Match the string "scans" against each line below, and copy every line that matches.

%%

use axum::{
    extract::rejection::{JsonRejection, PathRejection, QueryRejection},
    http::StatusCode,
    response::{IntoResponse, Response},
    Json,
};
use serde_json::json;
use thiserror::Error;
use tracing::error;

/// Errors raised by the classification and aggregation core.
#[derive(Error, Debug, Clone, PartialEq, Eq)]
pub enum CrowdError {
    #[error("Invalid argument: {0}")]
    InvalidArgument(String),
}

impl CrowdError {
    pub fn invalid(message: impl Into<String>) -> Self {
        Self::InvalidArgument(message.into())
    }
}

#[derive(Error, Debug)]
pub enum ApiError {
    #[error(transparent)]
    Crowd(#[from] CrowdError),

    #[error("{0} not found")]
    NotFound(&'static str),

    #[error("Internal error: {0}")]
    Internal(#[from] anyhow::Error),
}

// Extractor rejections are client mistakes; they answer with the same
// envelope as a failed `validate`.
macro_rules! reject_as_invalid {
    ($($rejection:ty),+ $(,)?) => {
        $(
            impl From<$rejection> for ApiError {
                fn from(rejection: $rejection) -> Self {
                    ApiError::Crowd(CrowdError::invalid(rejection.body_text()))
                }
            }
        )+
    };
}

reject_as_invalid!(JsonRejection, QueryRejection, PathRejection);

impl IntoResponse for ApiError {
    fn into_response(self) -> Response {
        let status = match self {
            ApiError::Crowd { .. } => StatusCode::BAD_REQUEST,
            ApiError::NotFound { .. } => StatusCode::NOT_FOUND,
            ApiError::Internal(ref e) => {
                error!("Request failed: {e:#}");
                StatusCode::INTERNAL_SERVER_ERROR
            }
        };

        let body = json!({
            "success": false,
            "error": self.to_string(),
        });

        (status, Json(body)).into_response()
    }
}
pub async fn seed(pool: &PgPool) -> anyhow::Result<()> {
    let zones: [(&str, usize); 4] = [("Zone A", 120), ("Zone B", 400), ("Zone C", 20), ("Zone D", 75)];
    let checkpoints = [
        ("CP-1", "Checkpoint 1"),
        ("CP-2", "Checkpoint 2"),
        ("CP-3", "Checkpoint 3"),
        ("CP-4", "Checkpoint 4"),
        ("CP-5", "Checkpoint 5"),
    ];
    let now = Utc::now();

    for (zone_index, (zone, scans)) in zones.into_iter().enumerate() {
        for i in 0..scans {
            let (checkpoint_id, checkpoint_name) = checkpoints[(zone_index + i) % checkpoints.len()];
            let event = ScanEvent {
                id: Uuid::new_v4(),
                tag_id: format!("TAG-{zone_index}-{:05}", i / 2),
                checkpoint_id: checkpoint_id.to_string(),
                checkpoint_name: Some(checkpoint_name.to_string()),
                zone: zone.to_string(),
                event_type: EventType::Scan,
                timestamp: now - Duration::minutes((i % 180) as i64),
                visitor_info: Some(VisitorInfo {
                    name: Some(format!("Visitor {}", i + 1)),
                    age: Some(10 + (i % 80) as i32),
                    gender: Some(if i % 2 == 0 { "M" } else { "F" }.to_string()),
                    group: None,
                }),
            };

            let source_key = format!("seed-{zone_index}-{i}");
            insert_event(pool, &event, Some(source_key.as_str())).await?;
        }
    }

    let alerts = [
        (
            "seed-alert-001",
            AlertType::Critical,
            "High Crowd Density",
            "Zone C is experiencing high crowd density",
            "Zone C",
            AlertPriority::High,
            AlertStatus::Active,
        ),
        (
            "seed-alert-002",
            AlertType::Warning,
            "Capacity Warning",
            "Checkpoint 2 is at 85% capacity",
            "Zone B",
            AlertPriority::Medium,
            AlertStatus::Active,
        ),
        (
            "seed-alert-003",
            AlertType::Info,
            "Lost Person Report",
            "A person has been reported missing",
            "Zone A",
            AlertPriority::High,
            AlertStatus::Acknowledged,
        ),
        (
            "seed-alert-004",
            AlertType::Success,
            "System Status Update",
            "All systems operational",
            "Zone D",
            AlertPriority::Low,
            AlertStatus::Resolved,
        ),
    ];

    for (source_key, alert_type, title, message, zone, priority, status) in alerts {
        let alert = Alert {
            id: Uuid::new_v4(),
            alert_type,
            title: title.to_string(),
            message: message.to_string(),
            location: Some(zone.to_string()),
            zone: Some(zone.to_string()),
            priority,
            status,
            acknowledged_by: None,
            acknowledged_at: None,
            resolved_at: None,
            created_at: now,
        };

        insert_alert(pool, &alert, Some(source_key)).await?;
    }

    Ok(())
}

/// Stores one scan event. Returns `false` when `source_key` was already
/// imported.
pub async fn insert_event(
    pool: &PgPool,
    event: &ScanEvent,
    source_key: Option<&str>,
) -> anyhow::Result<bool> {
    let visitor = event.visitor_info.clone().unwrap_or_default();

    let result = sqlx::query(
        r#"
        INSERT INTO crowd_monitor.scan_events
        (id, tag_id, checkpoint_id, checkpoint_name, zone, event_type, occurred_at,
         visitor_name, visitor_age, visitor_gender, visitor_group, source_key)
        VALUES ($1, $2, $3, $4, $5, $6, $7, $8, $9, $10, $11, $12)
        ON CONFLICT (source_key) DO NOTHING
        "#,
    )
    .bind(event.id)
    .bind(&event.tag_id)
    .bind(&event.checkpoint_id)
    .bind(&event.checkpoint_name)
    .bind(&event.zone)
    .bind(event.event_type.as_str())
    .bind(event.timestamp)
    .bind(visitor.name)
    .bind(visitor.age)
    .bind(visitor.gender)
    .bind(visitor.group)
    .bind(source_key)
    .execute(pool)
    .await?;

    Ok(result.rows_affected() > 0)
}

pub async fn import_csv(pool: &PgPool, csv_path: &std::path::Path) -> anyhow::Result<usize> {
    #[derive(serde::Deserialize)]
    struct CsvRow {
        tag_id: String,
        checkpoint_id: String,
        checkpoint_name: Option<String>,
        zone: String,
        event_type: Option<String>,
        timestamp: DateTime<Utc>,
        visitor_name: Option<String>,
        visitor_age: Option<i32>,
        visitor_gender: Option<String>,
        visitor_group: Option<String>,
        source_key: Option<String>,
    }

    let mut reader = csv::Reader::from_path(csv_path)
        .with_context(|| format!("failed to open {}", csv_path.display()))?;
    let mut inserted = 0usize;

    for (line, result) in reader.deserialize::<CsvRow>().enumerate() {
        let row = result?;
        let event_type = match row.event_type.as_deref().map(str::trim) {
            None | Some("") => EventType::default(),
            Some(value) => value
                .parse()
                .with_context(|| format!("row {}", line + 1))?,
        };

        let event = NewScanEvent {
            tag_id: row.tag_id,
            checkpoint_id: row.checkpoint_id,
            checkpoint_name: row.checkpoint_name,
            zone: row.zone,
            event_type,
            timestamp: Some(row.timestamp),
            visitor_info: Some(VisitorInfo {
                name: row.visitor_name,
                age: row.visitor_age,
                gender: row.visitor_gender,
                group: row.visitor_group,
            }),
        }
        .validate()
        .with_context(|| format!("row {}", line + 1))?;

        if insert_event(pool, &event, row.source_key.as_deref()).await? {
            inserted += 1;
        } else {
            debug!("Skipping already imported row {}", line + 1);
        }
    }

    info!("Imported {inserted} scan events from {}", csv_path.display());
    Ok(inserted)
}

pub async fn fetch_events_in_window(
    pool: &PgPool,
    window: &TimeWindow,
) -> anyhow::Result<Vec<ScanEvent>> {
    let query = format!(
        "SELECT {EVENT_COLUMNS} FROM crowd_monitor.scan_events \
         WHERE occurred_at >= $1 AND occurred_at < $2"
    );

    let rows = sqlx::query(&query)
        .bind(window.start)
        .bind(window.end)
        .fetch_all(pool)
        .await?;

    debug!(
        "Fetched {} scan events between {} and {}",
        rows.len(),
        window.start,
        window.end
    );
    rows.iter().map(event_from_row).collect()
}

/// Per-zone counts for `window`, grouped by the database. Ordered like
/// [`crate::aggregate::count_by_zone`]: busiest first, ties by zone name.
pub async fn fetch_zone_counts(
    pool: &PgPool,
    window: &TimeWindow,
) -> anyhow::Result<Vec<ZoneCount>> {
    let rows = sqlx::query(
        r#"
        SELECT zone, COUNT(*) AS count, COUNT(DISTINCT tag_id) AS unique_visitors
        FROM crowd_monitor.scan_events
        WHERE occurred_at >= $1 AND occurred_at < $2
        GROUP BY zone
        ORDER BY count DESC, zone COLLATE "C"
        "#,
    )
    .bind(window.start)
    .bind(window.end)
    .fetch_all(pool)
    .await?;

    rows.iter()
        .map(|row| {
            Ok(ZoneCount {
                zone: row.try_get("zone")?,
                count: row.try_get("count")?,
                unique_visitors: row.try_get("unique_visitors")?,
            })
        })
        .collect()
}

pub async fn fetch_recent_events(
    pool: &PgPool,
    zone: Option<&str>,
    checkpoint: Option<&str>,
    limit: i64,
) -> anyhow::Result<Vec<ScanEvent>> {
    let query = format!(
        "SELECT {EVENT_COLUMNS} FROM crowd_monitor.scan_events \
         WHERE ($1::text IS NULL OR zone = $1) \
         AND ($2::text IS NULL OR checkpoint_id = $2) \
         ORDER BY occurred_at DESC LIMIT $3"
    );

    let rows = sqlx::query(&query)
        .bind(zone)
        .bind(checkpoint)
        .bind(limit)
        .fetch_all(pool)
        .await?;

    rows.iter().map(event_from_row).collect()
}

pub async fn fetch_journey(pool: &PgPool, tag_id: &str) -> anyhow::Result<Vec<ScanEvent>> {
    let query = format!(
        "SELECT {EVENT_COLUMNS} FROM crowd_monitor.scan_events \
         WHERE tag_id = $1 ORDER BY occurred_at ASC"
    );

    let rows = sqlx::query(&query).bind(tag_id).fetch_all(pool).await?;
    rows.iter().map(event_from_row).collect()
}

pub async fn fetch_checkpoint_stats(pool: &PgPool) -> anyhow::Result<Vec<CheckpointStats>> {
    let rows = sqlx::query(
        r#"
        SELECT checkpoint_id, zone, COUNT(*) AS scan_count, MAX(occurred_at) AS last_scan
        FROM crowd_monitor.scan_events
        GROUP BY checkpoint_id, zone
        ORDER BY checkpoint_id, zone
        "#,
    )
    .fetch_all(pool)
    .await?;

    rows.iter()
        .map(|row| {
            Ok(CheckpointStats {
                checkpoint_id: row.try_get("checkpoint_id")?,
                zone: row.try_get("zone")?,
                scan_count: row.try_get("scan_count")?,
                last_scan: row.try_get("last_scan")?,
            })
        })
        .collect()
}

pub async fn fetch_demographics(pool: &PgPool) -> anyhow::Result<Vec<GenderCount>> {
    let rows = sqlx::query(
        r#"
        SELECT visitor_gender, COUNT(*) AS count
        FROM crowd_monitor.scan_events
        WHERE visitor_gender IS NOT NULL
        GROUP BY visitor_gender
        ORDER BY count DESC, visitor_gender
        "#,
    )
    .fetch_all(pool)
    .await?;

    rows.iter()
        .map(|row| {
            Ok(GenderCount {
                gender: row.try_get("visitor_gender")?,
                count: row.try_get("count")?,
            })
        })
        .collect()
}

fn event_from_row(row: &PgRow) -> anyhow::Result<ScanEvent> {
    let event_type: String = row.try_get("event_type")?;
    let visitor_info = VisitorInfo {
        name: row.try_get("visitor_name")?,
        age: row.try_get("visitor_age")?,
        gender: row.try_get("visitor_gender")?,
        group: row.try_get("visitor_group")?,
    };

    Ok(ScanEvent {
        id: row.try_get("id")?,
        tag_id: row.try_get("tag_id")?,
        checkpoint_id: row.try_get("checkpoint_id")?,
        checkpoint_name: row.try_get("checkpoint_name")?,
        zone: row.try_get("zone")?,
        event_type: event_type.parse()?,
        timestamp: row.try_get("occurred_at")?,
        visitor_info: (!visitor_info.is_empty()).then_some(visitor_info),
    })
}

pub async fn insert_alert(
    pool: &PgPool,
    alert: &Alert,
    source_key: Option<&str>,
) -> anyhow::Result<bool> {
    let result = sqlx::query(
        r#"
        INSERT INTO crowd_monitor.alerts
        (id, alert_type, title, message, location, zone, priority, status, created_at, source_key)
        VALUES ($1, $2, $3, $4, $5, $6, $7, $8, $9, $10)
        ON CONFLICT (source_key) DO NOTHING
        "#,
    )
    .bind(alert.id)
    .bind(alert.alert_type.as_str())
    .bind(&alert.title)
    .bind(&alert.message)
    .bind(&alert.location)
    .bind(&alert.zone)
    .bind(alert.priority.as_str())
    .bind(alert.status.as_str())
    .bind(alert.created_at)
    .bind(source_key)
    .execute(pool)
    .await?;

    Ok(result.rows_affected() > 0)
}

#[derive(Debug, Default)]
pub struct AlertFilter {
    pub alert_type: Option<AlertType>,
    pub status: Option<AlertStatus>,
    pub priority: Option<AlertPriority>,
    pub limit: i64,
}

%%

# Reply
    for (zone_index, (zone, scans)) in zones.into_iter().enumerate() {
        for i in 0..scans {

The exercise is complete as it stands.